§ TASK PROMPT:
How many lines of the entries below contain the string "Clone"? State the number alone.

§ DATA FOR THE TASK:
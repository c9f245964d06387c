// src/control/pid.rs - Wall-clock PID on the energy deficit
use std::time::Instant;

/// PID gains.
#[derive(Debug, Clone, Copy, PartialEq, Default)]
pub struct PidGains {
    pub kp: f64,
    pub ki: f64,
    pub kd: f64,
}

/// PID controller driven by elapsed wall-clock time between calls.
///
/// The integral is unbounded and persists across calls until [`PidController::reset`].
#[derive(Debug, Clone)]
pub struct PidController {
    kp: f64,
    ki: f64,
    kd: f64,

    integral: f64,
    previous_error: f64,
    previous_time: Instant,
}

impl PidController {
    pub fn new(kp: f64, ki: f64, kd: f64) -> Self {
        Self::with_start(kp, ki, kd, Instant::now())
    }

    /// Controller whose first `dt` is measured from `start`.
    pub fn with_start(kp: f64, ki: f64, kd: f64, start: Instant) -> Self {
        Self {
            kp,
            ki,
            kd,
            integral: 0.0,
            previous_error: 0.0,
            previous_time: start,
        }
    }

    pub fn compute(&mut self, error: f64) -> f64 {
        self.compute_at(error, Instant::now())
    }

    /// One PID step with `now` as the current time.
    pub fn compute_at(&mut self, error: f64, now: Instant) -> f64 {
        let dt = now.saturating_duration_since(self.previous_time).as_secs_f64();
        let de = error - self.previous_error;

        let proportional = self.kp * error;
        self.integral += error * dt;
        let derivative = if dt > 0.0 { de / dt } else { 0.0 };

        self.previous_time = now;
        self.previous_error = error;

        proportional + self.ki * self.integral + self.kd * derivative
    }

    /// Clears integral and error history; the next `dt` is measured from now.
    pub fn reset(&mut self) {
        self.reset_at(Instant::now());
    }

    pub fn reset_at(&mut self, now: Instant) {
        self.integral = 0.0;
        self.previous_error = 0.0;
        self.previous_time = now;
    }

    pub fn set_kp(&mut self, kp: f64) {
        self.kp = kp;
    }

    pub fn set_ki(&mut self, ki: f64) {
        self.ki = ki;
    }

    pub fn set_kd(&mut self, kd: f64) {
        self.kd = kd;
    }

    pub fn set_gains(&mut self, gains: PidGains) {
        self.kp = gains.kp;
        self.ki = gains.ki;
        self.kd = gains.kd;
    }

    pub fn kp(&self) -> f64 {
        self.kp
    }

    pub fn ki(&self) -> f64 {
        self.ki
    }

    pub fn kd(&self) -> f64 {
        self.kd
    }

    pub fn gains(&self) -> PidGains {
        PidGains {
            kp: self.kp,
            ki: self.ki,
            kd: self.kd,
        }
    }

    pub fn integral(&self) -> f64 {
        self.integral
    }
}

#[cfg(test)]
mod tests {
    use super::*;
    use std::time::Duration;

    #[test]
    fn test_pure_proportional_is_steady() {
        let start = Instant::now();
        let mut pid = PidController::with_start(1.0, 0.0, 0.0, start);
        let first = pid.compute_at(10.0, start + Duration::from_secs(1));
        let second = pid.compute_at(10.0, start + Duration::from_secs(2));
        assert_eq!(first, 10.0);
        assert_eq!(second, 10.0);
    }

    #[test]
    fn test_integral_accumulates_error_times_dt() {
        let start = Instant::now();
        let mut pid = PidController::with_start(0.0, 1.0, 0.0, start);
        pid.compute_at(4.0, start + Duration::from_secs(2));
        let out = pid.compute_at(4.0, start + Duration::from_secs(3));
        assert!((pid.integral() - 12.0).abs() < 1e-9);
        assert!((out - 12.0).abs() < 1e-9);
    }

    #[test]
    fn test_derivative_uses_error_slope() {
        let start = Instant::now();
        let mut pid = PidController::with_start(0.0, 0.0, 1.0, start);
        let first = pid.compute_at(10.0, start + Duration::from_secs(2));
        assert!((first - 5.0).abs() < 1e-9);
        let second = pid.compute_at(4.0, start + Duration::from_secs(4));
        assert!((second + 3.0).abs() < 1e-9);
    }

    #[test]
    fn test_zero_dt_skips_derivative() {
        let start = Instant::now();
        let mut pid = PidController::with_start(0.0, 1.0, 1.0, start);
        let out = pid.compute_at(10.0, start);
        assert_eq!(out, 0.0);
    }

    #[test]
    fn test_reset_clears_history() {
        let start = Instant::now();
        let mut pid = PidController::with_start(1.0, 1.0, 0.0, start);
        pid.compute_at(5.0, start + Duration::from_secs(10));
        assert!(pid.integral() > 0.0);
        let restart = start + Duration::from_secs(20);
        pid.reset_at(restart);
        assert_eq!(pid.integral(), 0.0);
        let out = pid.compute_at(5.0, restart + Duration::from_secs(1));
        assert!((out - 10.0).abs() < 1e-9);
    }

    #[test]
    fn test_gain_setters() {
        let mut pid = PidController::new(0.0, 0.0, 0.0);
        pid.set_kp(1.5);
        pid.set_ki(0.25);
        pid.set_kd(-2.0);
        assert_eq!(
            pid.gains(),
            PidGains {
                kp: 1.5,
                ki: 0.25,
                kd: -2.0
            }
        );
        pid.set_gains(PidGains::default());
        assert_eq!(pid.kp(), 0.0);
        assert_eq!(pid.ki(), 0.0);
        assert_eq!(pid.kd(), 0.0);
    }
}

§ YOUR SOLUTION:
2